Twenty-six-year-old Santhi apparently took a veterinary drug and was
brought to hospital on Wednesday. “Her condition is stable. Doctors have
said she is out of danger but will remain there for some time for
observation,” Pudukottai district administrator S. J. Chiru said.
He said he did not know exactly what had driven the athlete to try to
take her life amid reports of a family dispute over the 1.5 million
rupees (33,500 dollars) she was awarded by the Tamil Nadu government.

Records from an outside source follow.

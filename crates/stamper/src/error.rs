use thiserror::Error;

#[derive(Debug, Error)]
pub enum StampError {
    #[error("Invalid template archive: {0}")]
    Zip(#[from] zip::result::ZipError),

    #[error("Invalid template XML: {0}")]
    Xml(#[from] quick_xml::Error),

    #[error("Template part missing: {0}")]
    MissingPart(String),

    #[error("Malformed placeholder: ${{{0}}}")]
    MalformedPlaceholder(String),

    #[error("Unresolved placeholder: ${{{expression}}}")]
    Unresolved { expression: String },

    #[error("IO error: {0}")]
    Io(#[from] std::io::Error),
}

pub type Result<T> = std::result::Result<T, StampError>;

Santhi lived with her poor, brick kiln worker parents and four siblings
in rural south India’s Pudukottai district some 350 kilometres (220
miles) from the state capital Chennai.
The state’s sports secretary M. Raman, said it seemed Santhi had
attempted suicide “due to personal and domestic reasons and it had
nothing to do with sports or any government action.” The Indian Olympic
Association (IOA) announced she failed a sex test and implied Santhi had
deceived the sporting world by competing as a woman when she was a man,
effectively ending her career.
But Santhi, who returned home to live in humiliation, insisted along
with her parents and coaches she had done nothing wrong. Gender testing
is controversial and the International Olympic Committee stopped the
practice in 1999, but the Olympic Council of Asia continues. Normally,
women have two X chromosomes (XX) and men have an X or Y chromosome (XY)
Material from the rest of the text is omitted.